EXERCISE PROMPT:
Go through the entries below, tally each line that has the word "TransactionStatus", and give only the total.

DATASET EXCERPTS:
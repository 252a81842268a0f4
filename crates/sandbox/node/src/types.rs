use alloy_primitives::{Address, B256, Bytes, U256, keccak256};
use era_sandbox_core::Log;
use serde::{Deserialize, Serialize};

/// A transaction or call submitted to the node.
///
/// A request without `to` deploys `input` as runtime code at the `CREATE` address of the sender.
#[derive(Clone, Debug, Default, PartialEq, Eq, Serialize, Deserialize)]
#[serde(rename_all = "camelCase")]
pub struct TransactionRequest {
    pub from: Address,
    #[serde(default)]
    pub to: Option<Address>,
    #[serde(default)]
    pub value: U256,
    #[serde(default)]
    pub input: Bytes,
    /// Expected sender nonce. The current nonce is used when absent.
    #[serde(default)]
    pub nonce: Option<u64>,
    /// Bytecodes registered as known codes before execution.
    #[serde(default)]
    pub factory_deps: Vec<Bytes>,
}

impl TransactionRequest {
    /// Hash of the request executed with the given sender nonce.
    ///
    /// `sequence` is the position of the submission on the node. Nonces can be moved backwards,
    /// so the nonce alone does not make two submissions of the same request distinct.
    pub fn hash(&self, nonce: u64, chain_id: u64, sequence: u64) -> B256 {
        let mut preimage = Vec::with_capacity(136 + self.input.len());
        preimage.extend_from_slice(&chain_id.to_be_bytes());
        preimage.extend_from_slice(&sequence.to_be_bytes());
        preimage.extend_from_slice(self.from.as_slice());
        preimage.extend_from_slice(self.to.unwrap_or_default().as_slice());
        preimage.extend_from_slice(&self.value.to_be_bytes::<32>());
        preimage.extend_from_slice(&nonce.to_be_bytes());
        preimage.extend_from_slice(&self.input);
        for dep in &self.factory_deps {
            preimage.extend_from_slice(keccak256(dep).as_slice());
        }
        keccak256(preimage)
    }
}

#[derive(Clone, Copy, Debug, PartialEq, Eq, Serialize, Deserialize)]
#[serde(rename_all = "lowercase")]
pub enum TransactionStatus {
    Pending,
    Included,
    Failed,
}

/// A transaction known to the node.
#[derive(Clone, Debug, PartialEq, Eq, Serialize, Deserialize)]
#[serde(rename_all = "camelCase")]
pub struct TransactionRecord {
    pub hash: B256,
    pub from: Address,
    pub to: Option<Address>,
    pub value: U256,
    pub input: Bytes,
    pub nonce: u64,
    pub factory_deps: Vec<Bytes>,
    pub status: TransactionStatus,
    pub block_number: Option<u64>,
    /// Timestamp of the block the transaction was received in.
    pub received_at: u64,
    pub gas_used: u64,
    pub fee: U256,
    pub output: Bytes,
    pub revert_reason: Option<String>,
    pub contract_address: Option<Address>,
    pub logs: Vec<Log>,
}

impl TransactionRecord {
    pub(crate) fn pending(
        hash: B256,
        request: &TransactionRequest,
        nonce: u64,
        received_at: u64,
    ) -> Self {
        Self {
            hash,
            from: request.from,
            to: request.to,
            value: request.value,
            input: request.input.clone(),
            nonce,
            factory_deps: request.factory_deps.clone(),
            status: TransactionStatus::Pending,
            block_number: None,
            received_at,
            gas_used: 0,
            fee: U256::ZERO,
            output: Bytes::new(),
            revert_reason: None,
            contract_address: None,
            logs: Vec::new(),
        }
    }
}

/// A sealed block.
#[derive(Clone, Debug, PartialEq, Eq, Serialize, Deserialize)]
#[serde(rename_all = "camelCase")]
pub struct BlockInfo {
    pub number: u64,
    pub timestamp: u64,
    pub hash: B256,
    pub parent_hash: B256,
    pub transactions: Vec<B256>,
}

impl BlockInfo {
    pub(crate) fn new(
        number: u64,
        timestamp: u64,
        parent_hash: B256,
        transactions: Vec<B256>,
    ) -> Self {
        let mut preimage = Vec::with_capacity(48 + 32 * transactions.len());
        preimage.extend_from_slice(&number.to_be_bytes());
        preimage.extend_from_slice(&timestamp.to_be_bytes());
        preimage.extend_from_slice(parent_hash.as_slice());
        for tx in &transactions {
            preimage.extend_from_slice(tx.as_slice());
        }
        Self { number, timestamp, hash: keccak256(preimage), parent_hash, transactions }
    }
}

WRITTEN ANSWER:
3